I was kind of warned by our SW that maybe disclosing ALL of my breastfeeding plans might scare our birthmother...since it is so "different". I don't mind being "different" and had faith that God would connect us with a like-minded birthfamily. He sure did! Our birthmother was more curious about it than anything. She and her mother were like, "...we didn't even know that that was possible!". I am sure that they had no idea how committed to it I was. My husband was quietly supportive and that probably mellowed out my excitement and need to "tell them all about it". I just kind of presented it and then answered any questions they had but mostly tried not to be pushy.

When our son was born, I had over 120 oz in the freezer. Our birthmother said that she wanted to be able to enjoy her time at the hospital with the baby without breastfeeding interruptions. She was willing however to bottlefeed our baby with my breastmilk. She was so amazing, not only did she do that...she wanted me to be the very first to feed our baby and I did when he was just a couple hours old. I got to feed him a bottle of my breastmilk. There was a mean nurse there that felt put out at having to walk ALL THE WAY to the NICU freezer to get my milk...so she told our birthmother and her mom that I had no milk there. Our birthmother had the guts to call me at 5am and ask me to bring more milk. My DH and I were there within 20 minutes. After we got our DS's bottle fixed, I went off in search of my milk. And where did I find it?!?!?!?! Exactly where it was supposed to be! So, from then on, we kept a little cooler in the room and I kept it stocked and ready for her to thaw under warm water in her room.

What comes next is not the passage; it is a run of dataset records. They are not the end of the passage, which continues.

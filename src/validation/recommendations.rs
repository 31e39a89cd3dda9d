//! Rule-based recommendations, emitted in a fixed order.

use crate::models::{BiasDirection, CalibrationFactors};

const CRITICAL_ACCURACY: f64 = 0.6;
const TARGET_ACCURACY: f64 = 0.8;
const SCALE_TOLERANCE: f64 = 0.1;
const VOLATILITY_WARNING: f64 = 0.05;
const TREND_WARNING: f64 = 0.5;

pub fn recommendations(
    accuracy: f64,
    bias: BiasDirection,
    factors: &CalibrationFactors,
) -> Vec<String> {
    let mut out = Vec::with_capacity(5);
    let pct = accuracy * 100.0;

    out.push(if accuracy < CRITICAL_ACCURACY {
        format!(
            "CRITICAL: accuracy {:.1}% is below 60%; review factor weights and ground-truth sources",
            pct
        )
    } else if accuracy < TARGET_ACCURACY {
        format!(
            "Accuracy {:.1}% needs improvement; recalibrate factor weights against recent data",
            pct
        )
    } else {
        format!("Accuracy {:.1}% is on target; fine-tune weights for marginal gains", pct)
    });

    match bias {
        BiasDirection::OptimisticBias => out.push(
            "Predictions run high (optimistic bias): reduce demand elasticity and increase supply responsiveness"
                .to_string(),
        ),
        BiasDirection::PessimisticBias => out.push(
            "Predictions run low (pessimistic bias): increase demand elasticity and reduce supply responsiveness"
                .to_string(),
        ),
        BiasDirection::WellCalibrated | BiasDirection::Unknown => {}
    }

    let scale = factors.value_adjustment - 1.0;
    if scale.abs() > SCALE_TOLERANCE {
        out.push(format!(
            "Scale base predictions by {:+.1}% to match observed levels",
            scale * 100.0
        ));
    }

    if factors.volatility_factor.abs() > VOLATILITY_WARNING {
        out.push(format!(
            "High volatility ({:.1}% per step): widen confidence bands and raise volatility adjustment",
            factors.volatility_factor * 100.0
        ));
    }

    if factors.trend_strength < TREND_WARNING {
        out.push(format!(
            "Predicted direction disagrees with the recent trend (alignment {:.2}): review trend sensitivity",
            factors.trend_strength
        ));
    }

    out
}

#[cfg(test)]
mod tests {
    use super::*;

    #[test]
    fn test_rules_fire_in_order() {
        let factors = CalibrationFactors {
            value_adjustment: 0.8,
            volatility_factor: 0.07,
            trend_strength: 0.2,
            seasonal_adjustment: 0.0,
        };
        let recs = recommendations(0.55, BiasDirection::OptimisticBias, &factors);
        assert_eq!(recs.len(), 5);
        assert!(recs[0].starts_with("CRITICAL"));
        assert!(recs[1].contains("optimistic bias"));
        assert!(recs[2].contains("-20.0%"));
        assert!(recs[3].contains("volatility"));
        assert!(recs[4].contains("trend"));
    }

    #[test]
    fn test_quiet_when_calibrated() {
        let factors = CalibrationFactors {
            value_adjustment: 1.02,
            volatility_factor: 0.01,
            trend_strength: 0.8,
            seasonal_adjustment: 0.1,
        };
        let recs = recommendations(0.97, BiasDirection::WellCalibrated, &factors);
        assert_eq!(recs.len(), 1);
        assert!(recs[0].contains("fine-tune"));
    }

    #[test]
    fn test_accuracy_tiers() {
        let factors = CalibrationFactors::default();
        let mid = recommendations(0.7, BiasDirection::PessimisticBias, &factors);
        assert!(mid[0].contains("needs improvement"));
        assert!(mid[1].contains("increase demand elasticity"));
        assert_eq!(mid.len(), 2);
    }
}
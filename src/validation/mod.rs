//! Validation: accuracy, bias and trend alignment of the previous forecast against ground truth.

pub mod engine;
pub mod recommendations;

pub use engine::ValidationEngine;
pub use recommendations::recommendations;
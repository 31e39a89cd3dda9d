//! Forecast cycle driver
//!
//! One cycle: validate the previous forecast against fresh ground truth, maybe recalibrate,
//! forecast every tracked metric, apply calibration. Owns all loop state; nothing is global.

use std::future::Future;
use std::path::Path;
use std::sync::Arc;
use std::time::Duration;

use anyhow::Result;
use chrono::{DateTime, Utc};
use futures_util::future::join_all;
use parking_lot::RwLock;
use serde::Serialize;
use tokio::sync::{Mutex as AsyncMutex, MutexGuard as AsyncMutexGuard};
use tokio::time::MissedTickBehavior;
use tracing::{debug, info, warn};
use uuid::Uuid;

use crate::calibration::{CalibrationController, CalibrationParameters, Recalibration};
use crate::config::{ForecastConfig, SourceConfig};
use crate::ground_truth::{
    build_sources, FallbackChain, GroundTruthSource, HistoryStore, Provenance,
};
use crate::models::{
    FactorSet, MetricKind, MetricObservation, Prediction, ValidationRecord, ValidationResult,
};
use crate::prediction::{FactorAnalyzer, PredictionEngine, RandomFactorAnalyzer};
use crate::telemetry::ForecastMetrics;
use crate::validation::ValidationEngine;

/// Validation history entries shown on the dashboard
const DASHBOARD_HISTORY: usize = 10;

/// Forecast for one metric within a cycle
#[derive(Debug, Clone, Serialize)]
pub struct MetricForecast {
    pub metric: MetricKind,
    pub observation: MetricObservation,
    pub provenance: Provenance,
    pub base: Prediction,
    pub calibrated: Prediction,
}

/// Everything one cycle produced
#[derive(Debug, Clone, Serialize)]
pub struct CycleReport {
    pub cycle_id: Uuid,
    pub started_at: DateTime<Utc>,
    pub finished_at: DateTime<Utc>,
    pub ground_truth: MetricObservation,
    pub ground_truth_provenance: Provenance,
    pub validation: ValidationResult,
    pub recalibration: Recalibration,
    pub factors: FactorSet,
    pub forecasts: Vec<MetricForecast>,
}

/// Read-only view for a UI or CLI
#[derive(Debug, Clone, Serialize)]
pub struct DashboardSnapshot {
    pub generated_at: DateTime<Utc>,
    pub ground_truth: Option<MetricObservation>,
    pub last_validation: Option<ValidationResult>,
    pub parameters: CalibrationParameters,
    pub calibration_quality: f64,
    pub validation_history: Vec<ValidationRecord>,
    pub recommendations: Vec<String>,
    pub predictions: Vec<Prediction>,
}

#[derive(Debug, Default)]
struct LoopState {
    /// Uncalibrated forecasts of the last cycle; scored by the next validation
    base_predictions: Vec<Prediction>,
    predictions: Vec<Prediction>,
    ground_truth: Option<MetricObservation>,
    cycles: u64,
}

pub struct Orchestrator {
    config: ForecastConfig,
    chain: FallbackChain,
    analyzer: Arc<dyn FactorAnalyzer>,
    engine: PredictionEngine,
    validator: ValidationEngine,
    controller: CalibrationController,
    history: HistoryStore,
    metrics: Arc<ForecastMetrics>,
    /// One fetch-and-forecast in flight per metric
    cycle_locks: [AsyncMutex<()>; 4],
    state: RwLock<LoopState>,
}

impl Orchestrator {
    pub fn new(
        config: ForecastConfig,
        sources: Vec<Arc<dyn GroundTruthSource>>,
        analyzer: Arc<dyn FactorAnalyzer>,
        metrics: Arc<ForecastMetrics>,
    ) -> Self {
        let mut chain = FallbackChain::new(
            sources,
            config.fallback.clone(),
            config.bounds.clone(),
            metrics.clone(),
        );
        if let Some(seed) = config.factors.seed {
            chain = chain.with_seed(seed);
        }

        let controller = CalibrationController::new(config.calibration.clone())
            .with_confidence_bounds(
                config.prediction.confidence_floor,
                config.prediction.confidence_ceiling,
            );
        metrics.set_calibration_quality(controller.calibration_quality());

        Self {
            engine: PredictionEngine::new(config.prediction.clone()),
            validator: ValidationEngine::new(config.validation.clone()),
            history: HistoryStore::new(config.history.capacity),
            chain,
            analyzer,
            controller,
            metrics,
            cycle_locks: std::array::from_fn(|_| AsyncMutex::new(())),
            state: RwLock::new(LoopState::default()),
            config,
        }
    }

    /// Build sources and the random analyzer from configuration, and seed history.
    ///
    /// With no sources configured each tracked metric gets a simulated feed.
    pub async fn from_config(config: ForecastConfig, metrics: Arc<ForecastMetrics>) -> Result<Self> {
        let source_configs = if config.sources.is_empty() {
            warn!("⚠️ No ground-truth sources configured, using simulated feeds");
            simulated_defaults(&config)
        } else {
            config.sources.clone()
        };
        let sources = build_sources(&source_configs, config.fallback.per_source_timeout)?;
        let analyzer: Arc<dyn FactorAnalyzer> = Arc::new(RandomFactorAnalyzer::new(&config.factors));

        let seed_path = config.history.seed_path.clone();
        let validated = config.schedule.validated_metric;
        let orchestrator = Self::new(config, sources, analyzer, metrics);

        if let Some(path) = seed_path {
            if let Err(e) = orchestrator
                .history
                .seed_from_file(Path::new(&path), validated)
                .await
            {
                warn!(path = %path, error = %e, "⚠️ Could not seed history");
            }
        }

        Ok(orchestrator)
    }

    pub fn controller(&self) -> &CalibrationController {
        &self.controller
    }

    pub fn history(&self) -> &HistoryStore {
        &self.history
    }

    pub fn metrics(&self) -> &Arc<ForecastMetrics> {
        &self.metrics
    }

    pub fn config(&self) -> &ForecastConfig {
        &self.config
    }

    pub fn source_names(&self) -> Vec<String> {
        self.chain.source_names()
    }

    async fn lock_metric(&self, metric: MetricKind) -> AsyncMutexGuard<'_, ()> {
        self.cycle_locks[metric as usize].lock().await
    }

    /// Run one full cycle. Never fails; degraded inputs fall back to defaults.
    pub async fn run_cycle(&self) -> CycleReport {
        let cycle_id = Uuid::new_v4();
        let started_at = Utc::now();
        let validated = self.config.schedule.validated_metric;
        info!(cycle_id = %cycle_id, "🔄 Starting forecast cycle");

        let (truth, validation, recalibration) = {
            let _guard = self.lock_metric(validated).await;
            let truth = self.chain.fetch(validated).await;
            self.history.record(&truth.observation);

            let previous = self.state.read().base_predictions.clone();
            let series = self
                .history
                .recent_values(validated, self.config.validation.trend_window);
            let mut validation = self.validator.validate(&previous, &truth.observation, &series);
            validation.cycle_id = cycle_id;

            let recalibration = self.controller.maybe_recalibrate(&validation);
            (truth, validation, recalibration)
        };

        if validation.predicted_value.is_some() {
            self.metrics.set_last_accuracy(validation.accuracy_score);
        }
        self.metrics.set_calibration_quality(recalibration.quality);

        let factors = self.analyzer.analyze().await;
        debug!(factors = ?factors, "Market factors for cycle");

        let forecasts = join_all(self.config.schedule.tracked_metrics.iter().map(|&metric| {
            let known = (metric == validated)
                .then(|| (truth.observation.clone(), truth.provenance.clone()));
            self.forecast_metric(metric, &factors, known)
        }))
        .await;

        {
            let mut state = self.state.write();
            state.base_predictions = forecasts.iter().map(|f| f.base.clone()).collect();
            state.predictions = forecasts.iter().map(|f| f.calibrated.clone()).collect();
            state.ground_truth = Some(truth.observation.clone());
            state.cycles += 1;
        }
        self.metrics.record_cycle(recalibration.applied);

        let finished_at = Utc::now();
        info!(
            cycle_id = %cycle_id,
            accuracy = validation.accuracy_score,
            recalibrated = recalibration.applied,
            forecasts = forecasts.len(),
            elapsed_ms = (finished_at - started_at).num_milliseconds(),
            "✅ Forecast cycle complete"
        );

        CycleReport {
            cycle_id,
            started_at,
            finished_at,
            ground_truth: truth.observation,
            ground_truth_provenance: truth.provenance,
            validation,
            recalibration,
            factors,
            forecasts,
        }
    }

    async fn forecast_metric(
        &self,
        metric: MetricKind,
        factors: &FactorSet,
        known: Option<(MetricObservation, Provenance)>,
    ) -> MetricForecast {
        let _guard = self.lock_metric(metric).await;

        let (observation, provenance) = match known {
            Some(known) => known,
            None => {
                let outcome = self.chain.fetch(metric).await;
                self.history.record(&outcome.observation);
                (outcome.observation, outcome.provenance)
            }
        };

        let params = self.controller.snapshot();
        let base = self.engine.predict_metric(
            &observation,
            factors,
            &params,
            self.config.schedule.horizon_days,
            self.controller.last_accuracy(),
        );
        let calibrated = self.controller.apply(&base);

        debug!(
            metric = %metric,
            current = observation.value,
            base = base.predicted_value,
            calibrated = calibrated.predicted_value,
            confidence = calibrated.confidence,
            "Forecast ready"
        );

        MetricForecast {
            metric,
            observation,
            provenance,
            base,
            calibrated,
        }
    }

    /// Drive cycles on a fixed interval until `shutdown` resolves.
    pub async fn run<S, C>(&self, interval: Duration, shutdown: S, mut on_cycle: C)
    where
        S: Future<Output = ()>,
        C: FnMut(&CycleReport),
    {
        let mut ticker = tokio::time::interval(interval);
        ticker.set_missed_tick_behavior(MissedTickBehavior::Skip);
        tokio::pin!(shutdown);

        info!(interval_secs = interval.as_secs(), "🚀 Forecast loop started");
        loop {
            tokio::select! {
                _ = &mut shutdown => {
                    info!("🛑 Forecast loop stopping");
                    break;
                }
                _ = ticker.tick() => {
                    let report = self.run_cycle().await;
                    on_cycle(&report);
                }
            }
        }
    }

    pub fn dashboard(&self) -> DashboardSnapshot {
        let state = self.state.read();
        let last_validation = self.controller.last_validation();
        let recommendations = last_validation
            .as_ref()
            .map(|v| v.recommendations.clone())
            .unwrap_or_default();

        DashboardSnapshot {
            generated_at: Utc::now(),
            ground_truth: state.ground_truth.clone(),
            last_validation,
            parameters: (*self.controller.snapshot()).clone(),
            calibration_quality: self.controller.calibration_quality(),
            validation_history: self.controller.recent_history(DASHBOARD_HISTORY),
            recommendations,
            predictions: state.predictions.clone(),
        }
    }

    pub fn cycles_completed(&self) -> u64 {
        self.state.read().cycles
    }
}

fn simulated_defaults(config: &ForecastConfig) -> Vec<SourceConfig> {
    config
        .schedule
        .tracked_metrics
        .iter()
        .map(|&metric| SourceConfig::Simulated {
            name: format!("simulated_{}", metric),
            metric,
            baseline: config.bounds_for(metric).baseline,
            daily_volatility: 0.02,
            seed: config.factors.seed,
        })
        .collect()
}

#[cfg(test)]
mod tests {
    use super::*;

    #[test]
    fn test_simulated_defaults_cover_tracked_metrics() {
        let config = ForecastConfig::default();
        let sources = simulated_defaults(&config);
        assert_eq!(sources.len(), MetricKind::ALL.len());
        assert_eq!(sources[0].name(), "simulated_bdi");
    }

    #[tokio::test]
    async fn test_first_cycle_uses_default_validation() {
        let mut config = ForecastConfig::default();
        config.factors.seed = Some(3);
        let orchestrator = Orchestrator::from_config(config, Arc::new(ForecastMetrics::new()))
            .await
            .unwrap();

        let report = orchestrator.run_cycle().await;
        assert_eq!(report.validation.accuracy_score, 0.75);
        assert_eq!(report.validation.predicted_value, None);
        // 0.75 is below the 0.8 threshold
        assert!(report.recalibration.applied);
        assert_eq!(report.forecasts.len(), 4);

        // Confidence reads the validation just computed: 0.70 + 0.10 + 0.05
        let bdi = report
            .forecasts
            .iter()
            .find(|f| f.metric == MetricKind::Bdi)
            .unwrap();
        assert!((bdi.base.confidence - 0.85).abs() < 1e-9);
        assert_eq!(bdi.calibrated.validation_score, Some(0.75));
        assert!(report.forecasts.iter().all(|f| f.calibrated.calibration_applied));
        assert_eq!(orchestrator.cycles_completed(), 1);

        let dashboard = orchestrator.dashboard();
        assert_eq!(dashboard.predictions.len(), 4);
        assert!(dashboard.ground_truth.is_some());
        assert!((dashboard.calibration_quality - 0.75 * 1.3).abs() < 1e-9);
        assert_eq!(dashboard.validation_history.len(), 1);
    }
}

6 weeks later when we went to see our birthmother, she and her mom and her girl cousin and her grandmother all sat in the room while I nursed. They all loved it. Now, 21 months later, they still ask me, "So, are you still nursing?!?!?" They love me for being "different" because it shows how much I love the baby that they loved enough to give to us!

You can read our adoption story here:
http://frunchymama.com/content/index.php?option=com_smf&Itemid=28&topic=2338.0;topicseen

Follow your instincts and have faith the He will give you the best birthfamily in the world for you! He will!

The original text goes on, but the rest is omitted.